We all know the meanings of the R words listed in the title of this blog (at least we think we do). In everyday speech, however, we use them somewhat carelessly and sometimes interchangeably. I’m guilty of this as well.

However, when we work with various water systems, we need to use precise language because careless talk can lead to less-than-ideal solutions to our problems. It bothers me to hear these terms used imprecisely.

One of the papers that tried to best nail down these words for water resources systems was by Hashimoto, Stedinger, and Loucks (1982). “These measures describe how likely a system is to fail (reliability), how quickly it recovers from failure (resiliency), and how severe the consequences of failure may be (vulnerability).”

While the above paper is considered the definitive work in this area by some, other terms should be added to the list, and the three terms―reliability, resilience, and vulnerability―could use clarification.

Here are the Walski definitions of these terms, at least as they apply to water. In industry papers, you’ll find many definitions and many metrics used to calculate them.

  • Reliability is the probability a component or system is operational or not. For individual components, it is usually a value of 0 (not working) or 1 (working). In the strict sense, once a component fails, it is replaced. However, water systems are made up of repairable components. A somewhat more useful term is availability, which is generally meant as the fraction of time that a system is running. Availability is especially important for systems with repairable components.
  • Resilience is the measure of the ability of a system to operate during the failure of a component or to recover from a failure. To the extent that there is a backup system, or a component can be repaired quickly, the system is resilient. Some researchers have proposed a “resilience index” to measure resilience; however, if you look at the math behind it, the index is really a measure of “excess capacity.” If a pipe needs to supply 2,000 gpm, but you select the size to provide 3,000 gpm, the resilience index would look good.

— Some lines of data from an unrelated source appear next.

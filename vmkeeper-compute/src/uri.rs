//! libvirt connection URI parsing.
//!
//! ```text
//! qemu:///system                                  local, unix socket
//! qemu+ssh://root@kvm1:2222/system?keyfile=...    tunneled over ssh
//! qemu+tls://kvm1/system                          remote, TLS
//! qemu://kvm1/system                              remote, TLS (libvirt default)
//! ```

use std::fmt;
use url::Url;

use crate::error::{ComputeError, Result};

/// Transport part of a libvirt URI (`driver+transport://`).
#[derive(Debug, Clone, PartialEq, Eq)]
pub enum Transport {
    Unix,
    Ssh,
    Tls,
    Tcp,
    Other(String),
}

impl Transport {
    pub fn as_str(&self) -> &str {
        match self {
            Transport::Unix => "unix",
            Transport::Ssh => "ssh",
            Transport::Tls => "tls",
            Transport::Tcp => "tcp",
            Transport::Other(s) => s,
        }
    }
}

impl fmt::Display for Transport {
    fn fmt(&self, f: &mut fmt::Formatter<'_>) -> fmt::Result {
        f.write_str(self.as_str())
    }
}

/// Parsed libvirt connection URI.
#[derive(Debug, Clone, PartialEq, Eq)]
pub struct ConnectionUri {
    raw: String,
    pub driver: String,
    pub transport: Transport,
    pub user: Option<String>,
    pub host: Option<String>,
    pub port: Option<u16>,
    /// `?keyfile=` private key for the ssh transport
    pub keyfile: Option<String>,
    /// `?no_verify=1`
    pub no_verify: bool,
}

impl ConnectionUri {
    pub fn parse(raw: &str) -> Result<Self> {
        let url = Url::parse(raw)
            .map_err(|e| ComputeError::Configuration(format!("invalid libvirt uri '{}': {}", raw, e)))?;

        let (driver, explicit_transport) = match url.scheme().split_once('+') {
            Some((driver, transport)) => (driver.to_string(), Some(transport.to_string())),
            None => (url.scheme().to_string(), None),
        };

        let host = url.host_str().filter(|h| !h.is_empty()).map(str::to_string);
        let user = Some(url.username()).filter(|u| !u.is_empty()).map(str::to_string);

        let transport = match explicit_transport.as_deref() {
            Some("ssh") => Transport::Ssh,
            Some("tls") => Transport::Tls,
            Some("tcp") => Transport::Tcp,
            Some("unix") => Transport::Unix,
            Some(other) => Transport::Other(other.to_string()),
            // libvirt defaults to TLS for remote URIs without a transport
            None if host.is_some() => Transport::Tls,
            None => Transport::Unix,
        };

        let mut keyfile = None;
        let mut no_verify = false;
        for (key, value) in url.query_pairs() {
            match key.as_ref() {
                "keyfile" => keyfile = Some(value.into_owned()),
                "no_verify" => no_verify = value == "1",
                _ => {}
            }
        }

        Ok(Self {
            raw: raw.to_string(),
            driver,
            transport,
            user,
            host,
            port: url.port(),
            keyfile,
            no_verify,
        })
    }

    /// The URI as given.
    pub fn as_str(&self) -> &str {
        &self.raw
    }

    pub fn is_remote(&self) -> bool {
        self.host.is_some()
    }

    /// Whether shell access to the hypervisor host is available over ssh.
    pub fn ssh_enabled(&self) -> bool {
        self.is_remote() && self.transport == Transport::Ssh
    }
}

impl Default for ConnectionUri {
    /// The local system connection, `qemu:///system`.
    fn default() -> Self {
        Self {
            raw: crate::config::DEFAULT_LIBVIRT_URI.to_string(),
            driver: "qemu".to_string(),
            transport: Transport::Unix,
            user: None,
            host: None,
            port: None,
            keyfile: None,
            no_verify: false,
        }
    }
}

impl fmt::Display for ConnectionUri {
    fn fmt(&self, f: &mut fmt::Formatter<'_>) -> fmt::Result {
        f.write_str(&self.raw)
    }
}

#[cfg(test)]
mod tests {
    use super::*;

    #[test]
    fn test_local_uri() {
        let uri = ConnectionUri::parse("qemu:///system").unwrap();
        assert_eq!(uri.driver, "qemu");
        assert_eq!(uri.transport, Transport::Unix);
        assert!(!uri.is_remote());
        assert!(!uri.ssh_enabled());
    }

    #[test]
    fn test_default_matches_parsed_local_uri() {
        let parsed = ConnectionUri::parse(crate::config::DEFAULT_LIBVIRT_URI).unwrap();
        assert_eq!(ConnectionUri::default(), parsed);
    }

    #[test]
    fn test_ssh_uri() {
        let uri = ConnectionUri::parse(
            "qemu+ssh://admin@kvm1.example.com:2222/system?keyfile=/home/admin/.ssh/id_ed25519&no_verify=1",
        )
        .unwrap();
        assert_eq!(uri.transport, Transport::Ssh);
        assert_eq!(uri.user.as_deref(), Some("admin"));
        assert_eq!(uri.host.as_deref(), Some("kvm1.example.com"));
        assert_eq!(uri.port, Some(2222));
        assert_eq!(uri.keyfile.as_deref(), Some("/home/admin/.ssh/id_ed25519"));
        assert!(uri.no_verify);
        assert!(uri.ssh_enabled());
    }

    #[test]
    fn test_remote_default_transport_is_tls() {
        let uri = ConnectionUri::parse("qemu://kvm1/system").unwrap();
        assert_eq!(uri.transport, Transport::Tls);
        assert!(!uri.ssh_enabled());
    }

    #[test]
    fn test_invalid_uri() {
        assert!(matches!(
            ConnectionUri::parse("not a uri"),
            Err(ComputeError::Configuration(_))
        ));
    }
}
//! [`HypervisorConnection`] over the `virt` bindings.

use async_trait::async_trait;
use std::net::Ipv4Addr;
use std::path::Path;
use tracing::{debug, info, instrument, warn};
use virt::connect::Connect;
use virt::domain::Domain;
use virt::error::{Error as VirtError, ErrorNumber};
use virt::network::Network;
use virt::storage_pool::StoragePool;
use virt::storage_vol::StorageVol;
use virt::stream::Stream;
use virt::sys;

use crate::error::{ComputeError, ConnectionError, Result};
use crate::traits::{ConnectionResult, HypervisorConnection};
use crate::types::*;
use crate::uri::ConnectionUri;
use crate::xml::{graphics_xml, parse_disk_sources, parse_graphics, parse_interfaces, volume_xml};

/// Bytes pushed per stream write during uploads.
const UPLOAD_CHUNK: usize = 256 * 1024;

/// Native libvirt connection.
pub struct LibvirtConnection {
    uri: ConnectionUri,
    connection: Connect,
    default_pool: String,
    default_capacity: String,
}

impl LibvirtConnection {
    /// Open a connection to the specified URI.
    ///
    /// Common URIs:
    /// - `qemu:///system` - System-wide QEMU/KVM
    /// - `qemu+ssh://user@host/system` - Remote via SSH
    pub fn new(uri: &str) -> Result<Self> {
        let parsed = ConnectionUri::parse(uri)?;
        info!(uri = %parsed, "Connecting to libvirt");

        let connection = Connect::open(Some(uri))
            .map_err(|e| ComputeError::hypervisor(format!("Failed to connect to {}", uri), virt_error("open", e)))?;

        info!("Connected to libvirt");

        Ok(Self {
            uri: parsed,
            connection,
            default_pool: "default".to_string(),
            default_capacity: "10G".to_string(),
        })
    }

    /// Pool and capacity used when a volume request names none.
    pub fn with_volume_defaults(mut self, pool: impl Into<String>, capacity: impl Into<String>) -> Self {
        self.default_pool = pool.into();
        self.default_capacity = capacity.into();
        self
    }

    fn get_domain(&self, uuid: &str) -> ConnectionResult<Domain> {
        Domain::lookup_by_uuid_string(&self.connection, uuid)
            .map_err(|e| virt_error(&format!("domain {}", uuid), e))
    }

    fn get_pool(&self, name: &str) -> ConnectionResult<StoragePool> {
        StoragePool::lookup_by_name(&self.connection, name)
            .map_err(|e| virt_error(&format!("pool {}", name), e))
    }

    fn get_volume(&self, volume: &Volume) -> ConnectionResult<(StoragePool, StorageVol)> {
        let pool = self.get_pool(volume.pool_name.as_deref().unwrap_or(&self.default_pool))?;
        let vol = StorageVol::lookup_by_name(&pool, &volume.name)
            .map_err(|e| virt_error(&format!("volume {}", volume.name), e))?;
        Ok((pool, vol))
    }

    fn handle(domain: &Domain) -> ConnectionResult<DomainHandle> {
        Ok(DomainHandle {
            uuid: domain.get_uuid_string().map_err(|e| virt_error("domain uuid", e))?,
            name: domain.get_name().map_err(|e| virt_error("domain name", e))?,
        })
    }

    fn volume_record(pool: &StoragePool, vol: &StorageVol) -> ConnectionResult<Volume> {
        let pool_name = pool.get_name().map_err(|e| virt_error("pool name", e))?;
        let name = vol.get_name().map_err(|e| virt_error("volume name", e))?;
        let path = vol.get_path().map_err(|e| virt_error(&format!("volume {}", name), e))?;
        Ok(Volume::new(name).with_path(path).with_pool(pool_name))
    }

    /// Convert libvirt domain state to [`DomainState`].
    fn state_from_libvirt(state: sys::virDomainState) -> DomainState {
        match state {
            sys::VIR_DOMAIN_NOSTATE => DomainState::NoState,
            sys::VIR_DOMAIN_RUNNING => DomainState::Running,
            sys::VIR_DOMAIN_BLOCKED => DomainState::Blocked,
            sys::VIR_DOMAIN_PAUSED => DomainState::Paused,
            sys::VIR_DOMAIN_SHUTDOWN => DomainState::Shutdown,
            sys::VIR_DOMAIN_SHUTOFF => DomainState::Shutoff,
            sys::VIR_DOMAIN_CRASHED => DomainState::Crashed,
            sys::VIR_DOMAIN_PMSUSPENDED => DomainState::PmSuspended,
            other => DomainState::Other(other.to_string()),
        }
    }
}

#[async_trait]
impl HypervisorConnection for LibvirtConnection {
    #[instrument(skip(self, xml))]
    async fn define_domain(&self, xml: &str) -> ConnectionResult<DomainHandle> {
        let domain = Domain::define_xml(&self.connection, xml).map_err(|e| virt_error("define", e))?;
        let handle = Self::handle(&domain)?;

        info!(vm_id = %handle.uuid, vm_name = %handle.name, "Domain defined");
        Ok(handle)
    }

    #[instrument(skip(self, xml))]
    async fn create_domain(&self, xml: &str) -> ConnectionResult<DomainHandle> {
        let domain = Domain::create_xml(&self.connection, xml, sys::VIR_DOMAIN_NONE)
            .map_err(|e| virt_error("create", e))?;
        let handle = Self::handle(&domain)?;

        info!(vm_id = %handle.uuid, vm_name = %handle.name, "Transient domain created");
        Ok(handle)
    }

    #[instrument(skip(self), fields(vm_id = %uuid))]
    async fn domain_action(&self, uuid: &str, action: DomainAction) -> ConnectionResult<bool> {
        let domain = self.get_domain(uuid)?;

        let outcome = match action {
            DomainAction::Create => domain.create().map(|_| ()),
            DomainAction::Destroy => domain.destroy().map(|_| ()),
            DomainAction::Reboot => domain.reboot(sys::VIR_DOMAIN_REBOOT_DEFAULT).map(|_| ()),
            DomainAction::Shutdown => domain.shutdown().map(|_| ()),
            DomainAction::Resume => domain.resume().map(|_| ()),
            DomainAction::Suspend => domain.suspend().map(|_| ()),
            DomainAction::Undefine => domain.undefine().map(|_| ()),
        };
        outcome.map_err(|e| virt_error(action.as_str(), e))?;

        debug!(action = %action, "Domain action applied");
        Ok(true)
    }

    async fn domain_info(&self, uuid: &str) -> ConnectionResult<DomainInfo> {
        let domain = self.get_domain(uuid)?;

        let info = domain.get_info().map_err(|e| virt_error("domain info", e))?;
        let xml = domain.get_xml_desc(0).map_err(|e| virt_error("domain XML", e))?;

        Ok(DomainInfo {
            uuid: uuid.to_string(),
            name: domain.get_name().map_err(|e| virt_error("domain name", e))?,
            state: Self::state_from_libvirt(info.state),
            active: domain.is_active().map_err(|e| virt_error("domain activity", e))?,
            cputime: info.cpu_time as u64,
            cpus: info.nr_virt_cpu as u32,
            memory_size: info.memory as u64,
            max_memory_size: info.max_mem as u64,
            persistent: domain.is_persistent().map_err(|e| virt_error("domain persistence", e))?,
            // Transient domains have no autostart flag
            autostart: domain.get_autostart().unwrap_or_default(),
            os_type: domain.get_os_type().ok(),
            nics: parse_interfaces(&xml),
            volume_paths: parse_disk_sources(&xml),
            display: parse_graphics(&xml),
        })
    }

    async fn update_autostart(&self, uuid: &str, autostart: bool) -> ConnectionResult<()> {
        self.get_domain(uuid)?
            .set_autostart(autostart)
            .map_err(|e| virt_error("autostart", e))?;
        Ok(())
    }

    async fn update_display(&self, uuid: &str, display: &Display) -> ConnectionResult<()> {
        let xml = graphics_xml(display, "");
        self.get_domain(uuid)?
            .update_device_flags(&xml, sys::VIR_DOMAIN_AFFECT_CURRENT)
            .map_err(|e| virt_error("update graphics", e))?;
        Ok(())
    }

    async fn list_volumes(&self, filter: &VolumeFilter) -> ConnectionResult<Vec<Volume>> {
        let pools = self
            .connection
            .list_all_storage_pools(0)
            .map_err(|e| virt_error("list pools", e))?;

        let mut volumes = Vec::new();
        for pool in &pools {
            let vols = match pool.list_all_volumes(0) {
                Ok(vols) => vols,
                Err(e) => {
                    // Inactive pools cannot be listed
                    warn!(error = %e, "Skipping pool");
                    continue;
                }
            };
            for vol in &vols {
                let volume = Self::volume_record(pool, vol)?;
                if filter.matches(&volume) {
                    volumes.push(volume);
                }
            }
        }

        debug!(count = volumes.len(), "Listed volumes");
        Ok(volumes)
    }

    #[instrument(skip(self, options), fields(volume = %options.name))]
    async fn create_volume(&self, options: &VolumeOptions) -> ConnectionResult<Volume> {
        let pool = self.get_pool(options.pool_name.as_deref().unwrap_or(&self.default_pool))?;
        let xml = volume_xml(options, Some(&self.default_capacity));

        let vol = StorageVol::create_xml(&pool, &xml, 0).map_err(|e| virt_error("create volume", e))?;

        Ok(Volume {
            capacity: Some(options.capacity.clone().unwrap_or_else(|| self.default_capacity.clone())),
            allocation: options.allocation.clone(),
            format_type: options.format_type.clone(),
            ..Self::volume_record(&pool, &vol)?
        })
    }

    #[instrument(skip(self, source), fields(source = %source.name, target = %name))]
    async fn clone_volume(&self, source: &Volume, name: &str) -> ConnectionResult<Volume> {
        let (pool, source_vol) = self.get_volume(source)?;
        let xml = volume_xml(
            &VolumeOptions {
                name: name.to_string(),
                format_type: source.format_type.clone(),
                ..Default::default()
            },
            None,
        );

        let vol = StorageVol::create_xml_from(&pool, &xml, &source_vol, 0)
            .map_err(|e| virt_error("clone volume", e))?;
        let record = Self::volume_record(&pool, &vol)?;

        Ok(Volume {
            name: record.name,
            path: record.path,
            pool_name: record.pool_name,
            backing_volume: Some(source.name.clone()),
            ..source.clone()
        })
    }

    async fn upload_volume(&self, volume: &Volume, image: &Path) -> ConnectionResult<()> {
        let data = std::fs::read(image)
            .map_err(|e| ConnectionError::Failed(format!("failed to read {}: {}", image.display(), e)))?;
        let (_, vol) = self.get_volume(volume)?;

        let stream = Stream::new(&self.connection, 0).map_err(|e| virt_error("open stream", e))?;
        vol.upload(&stream, 0, data.len() as u64, 0)
            .map_err(|e| virt_error("upload volume", e))?;

        for chunk in data.chunks(UPLOAD_CHUNK) {
            let mut sent = 0;
            while sent < chunk.len() {
                sent += stream
                    .send(&chunk[sent..])
                    .map_err(|e| virt_error("upload volume", e))?;
            }
        }
        stream.finish().map_err(|e| virt_error("upload volume", e))?;

        debug!(volume = %volume.name, bytes = data.len(), "Volume uploaded");
        Ok(())
    }

    async fn delete_volume(&self, volume: &Volume) -> ConnectionResult<()> {
        let (_, vol) = self.get_volume(volume)?;
        vol.delete(0).map_err(|e| virt_error("delete volume", e))?;
        Ok(())
    }

    async fn list_networks(&self) -> ConnectionResult<Vec<VirtualNetwork>> {
        let networks = self
            .connection
            .list_all_networks(0)
            .map_err(|e| virt_error("list networks", e))?;

        networks
            .iter()
            .map(|network| {
                Ok(VirtualNetwork {
                    name: network.get_name().map_err(|e| virt_error("network name", e))?,
                    active: network.is_active().map_err(|e| virt_error("network state", e))?,
                })
            })
            .collect()
    }

    /// Leases are read through each running domain's lease-sourced
    /// interface addresses; they carry no expiry.
    async fn network_dhcp_leases(&self, network: &str, mac: &str) -> ConnectionResult<LeaseQuery> {
        Network::lookup_by_name(&self.connection, network)
            .map_err(|e| virt_error(&format!("network {}", network), e))?;

        let domains = self
            .connection
            .list_all_domains(sys::VIR_CONNECT_LIST_DOMAINS_ACTIVE)
            .map_err(|e| virt_error("list domains", e))?;

        let mut leases = Vec::new();
        for domain in &domains {
            let interfaces = match domain.interface_addresses(sys::VIR_DOMAIN_INTERFACE_ADDRESSES_SRC_LEASE, 0) {
                Ok(interfaces) => interfaces,
                Err(e) if matches!(e.code(), ErrorNumber::NoSupport) => return Ok(LeaseQuery::Unsupported),
                Err(e) => {
                    debug!(error = %e, "Skipping domain without lease data");
                    continue;
                }
            };
            let hostname = domain.get_name().ok();

            for interface in interfaces {
                if !mac.is_empty() && !interface.hwaddr.eq_ignore_ascii_case(mac) {
                    continue;
                }
                leases.extend(
                    interface
                        .addrs
                        .iter()
                        .filter(|a| a.addr.parse::<Ipv4Addr>().is_ok())
                        .map(|a| DhcpLease {
                            ipaddr: a.addr.clone(),
                            mac: interface.hwaddr.clone(),
                            expirytime: 0,
                            hostname: hostname.clone(),
                        }),
                );
            }
        }

        Ok(LeaseQuery::Supported(leases))
    }

    async fn lib_version(&self) -> ConnectionResult<u64> {
        let version = self
            .connection
            .get_lib_version()
            .map_err(|e| virt_error("library version", e))?;
        Ok(version as u64)
    }

    fn uri(&self) -> &ConnectionUri {
        &self.uri
    }
}

fn virt_error(context: &str, e: VirtError) -> ConnectionError {
    let message = format!("{}: {}", context, e);
    match e.code() {
        ErrorNumber::NoDomain | ErrorNumber::NoNetwork | ErrorNumber::NoStoragePool | ErrorNumber::NoStorageVol => {
            ConnectionError::NotFound(message)
        }
        ErrorNumber::NoSupport => ConnectionError::Unsupported(message),
        _ => ConnectionError::Failed(message),
    }
}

However, if that pipe fails, it can’t provide 2,000 or 3,000 gpm but 0 gpm. The system would have poor resilience, even if it had plenty of excess capacity before the pipe failure. Excess capacity is a good metric for resilience if your failure is only caused by actual flow exceeding design flow, but there are many other types of failure.
  • Redundancy and robustness are two related but different terms. Redundancy refers to backup components or flow paths that can be operated if a parallel component fails. Robustness refers to the ability of the component not to fail but remain in service for very long time periods. For example, if you need to move water from point A to point B, in a redundant system, you will supply that water through two or more parallel routes so that if one fails, the other could provide the flow. With a robust system, you would specify a single, very thick-walled pipe with a sophisticated monitoring system. Think of robustness in terms of fail-safe, and redundancy as safe-fail.
  • Criticality and vulnerability look at the impact of failures on users of the system such as the number of customers who lost water or wastewater service. The nature of the users can also be accounted for. A hospital can be considered a more vulnerable/critical water user than a golf course irrigation system, for example (although some golfers may disagree). WaterGEMS’ criticality analysis is great for correctly identifying critical segments in distribution systems so that the system can be more reliable/available.
  • Reachability describes whether a point or a segment in a network is connected to a source (water distribution) or a discharge point (storm/sanitary sewers). Reachability can change due to the failure of other pipes/segments. It does not explicitly consider whether there is sufficient capacity, as long as elements are connected. There are more rigorous definitions in communications networks, where there is a science of reachability analysis.
  • Risk is used to measure the expected value of failure of a system or component. It is usually calculated as the product of the likelihood of failure times the consequence of failure. The likelihood of failure is difficult to quantify, and the consequence of failure is almost impossible to completely measure because so many consequences of a failure are not quantifiable.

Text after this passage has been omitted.